## Problem to solve
Retype each entry. Leave every word as it is.

## The records
--
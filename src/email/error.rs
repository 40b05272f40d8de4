//! Validation errors raised before any email text is built

use thiserror::Error;

/// Why a request could not be rendered
#[derive(Debug, Clone, PartialEq, Eq, Error)]
pub enum ValidationError {
    /// Forename and/or programme are empty after trimming
    #[error("Please enter Student Forename and Programme Name.")]
    MissingDetails {
        missing_forename: bool,
        missing_programme: bool,
    },
    /// No document was selected
    #[error("Please select at least one document.")]
    NoDocuments,
}
fn main() { let _unused = shadow_rs::ShadowBuilder::builder().build(); }
use snafu::Snafu;

/// A failed call to the cluster API.
///
/// `NotFound` is kept apart from every other failure because it doubles as a
/// feature probe: an API group/version that the cluster does not serve answers
/// with 404.
#[derive(Debug, Snafu)]
#[snafu(visibility(pub(crate)))]
pub enum ApiError {
    #[snafu(display("The server could not find the requested resource {resource} in {scope}"))]
    NotFound { resource: &'static str, scope: String },

    #[snafu(display("Failed to list {resource} in {scope}, error: {source}"))]
    List {
        resource: &'static str,
        scope: String,
        #[snafu(source(from(kube::Error, Box::new)))]
        source: Box<kube::Error>,
    },

    #[snafu(display("Failed to decode {resource} in {scope}, error: {source}"))]
    Decode { resource: &'static str, scope: String, source: serde_json::Error },
}

impl ApiError {
    /// Classifies a client error, splitting HTTP 404 off from everything else.
    pub(crate) fn from_kube(resource: &'static str, namespace: &str, source: kube::Error) -> Self {
        let scope = scope(namespace);
        match source {
            kube::Error::Api(ref response) if response.code == 404 => {
                Self::NotFound { resource, scope }
            }
            source => Self::List { resource, scope, source: Box::new(source) },
        }
    }

    #[must_use]
    pub const fn is_not_found(&self) -> bool { matches!(self, Self::NotFound { .. }) }
}

#[derive(Debug, Snafu)]
#[snafu(visibility(pub(crate)))]
pub enum Error {
    #[snafu(display("{source}"))]
    Api { source: ApiError },

    #[snafu(display("pod {pod_name} not found in namespace {namespace}"))]
    PodNotFound { pod_name: String, namespace: String },

    #[snafu(display("no pods for label selector {selector} found in namespace {namespace}"))]
    NoPodsForLabelSelector { selector: String, namespace: String },

    #[snafu(display("no pods for deployment {deployment} found in namespace {namespace}"))]
    NoPodsForDeployment { deployment: String, namespace: String },

    #[snafu(display("could not find service {service_name} in namespace {namespace}"))]
    ServiceNotFound { service_name: String, namespace: String },
}

impl From<ApiError> for Error {
    fn from(source: ApiError) -> Self { Self::Api { source } }
}

/// Human readable form of a namespace argument, where `""` means every
/// namespace.
pub(crate) fn scope(namespace: &str) -> String {
    if namespace.is_empty() {
        "all namespaces".to_string()
    } else {
        format!("namespace {namespace}")
    }
}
--
## Task output
filename src/email/error.rs
repository 40b05272f40d8de4
//! Validation errors raised before any email text is built

use thiserror::Error;

/// Why a request could not be rendered
#[derive(Debug, Clone, PartialEq, Eq, Error)]
pub enum ValidationError {
    /// Forename and/or programme are empty after trimming
    #[error("Please enter Student Forename and Programme Name.")]
    MissingDetails {
        missing_forename: bool,
        missing_programme: bool,
    },
    /// No document was selected
    #[error("Please select at least one document.")]
    NoDocuments,
}
fn main() { let _unused = shadow_rs::ShadowBuilder::builder().build(); }
use snafu::Snafu;

/// A failed call to the cluster API.
///
/// `NotFound` is kept apart from every other failure because it doubles as a
/// feature probe: an API group/version that the cluster does not serve answers
/// with 404.
#[derive(Debug, Snafu)]
#[snafu(visibility(pub(crate)))]
pub enum ApiError {
    #[snafu(display("The server could not find the requested resource {resource} in {scope}"))]
    NotFound { resource: &'static str, scope: String },

    #[snafu(display("Failed to list {resource} in {scope}, error: {source}"))]
    List {
        resource: &'static str,
        scope: String,
        #[snafu(source(from(kube::Error, Box::new)))]
        source: Box<kube::Error>,
    },

    #[snafu(display("Failed to decode {resource} in {scope}, error: {source}"))]
    Decode { resource: &'static str, scope: String, source: serde_json::Error },
}

impl ApiError {
    /// Classifies a client error, splitting HTTP 404 off from everything else.
    pub(crate) fn from_kube(resource: &'static str, namespace: &str, source: kube::Error) -> Self {
        let scope = scope(namespace);
        match source {
            kube::Error::Api(ref response) if response.code == 404 => {
                Self::NotFound { resource, scope }
            }
            source => Self::List { resource, scope, source: Box::new(source) },
        }
    }

    #[must_use]
    pub const fn is_not_found(&self) -> bool { matches!(self, Self::NotFound { .. }) }
}

#[derive(Debug, Snafu)]
#[snafu(visibility(pub(crate)))]
pub enum Error {
    #[snafu(display("{source}"))]
    Api { source: ApiError },

    #[snafu(display("pod {pod_name} not found in namespace {namespace}"))]
    PodNotFound { pod_name: String, namespace: String },

    #[snafu(display("no pods for label selector {selector} found in namespace {namespace}"))]
    NoPodsForLabelSelector { selector: String, namespace: String },

    #[snafu(display("no pods for deployment {deployment} found in namespace {namespace}"))]
    NoPodsForDeployment { deployment: String, namespace: String },

    #[snafu(display("could not find service {service_name} in namespace {namespace}"))]
    ServiceNotFound { service_name: String, namespace: String },
}

impl From<ApiError> for Error {
    fn from(source: ApiError) -> Self { Self::Api { source } }
}

/// Human readable form of a namespace argument, where `""` means every
/// namespace.
pub(crate) fn scope(namespace: &str) -> String {
    if namespace.is_empty() {
        "all namespaces".to_string()
    } else {
        format!("namespace {namespace}")
    }
}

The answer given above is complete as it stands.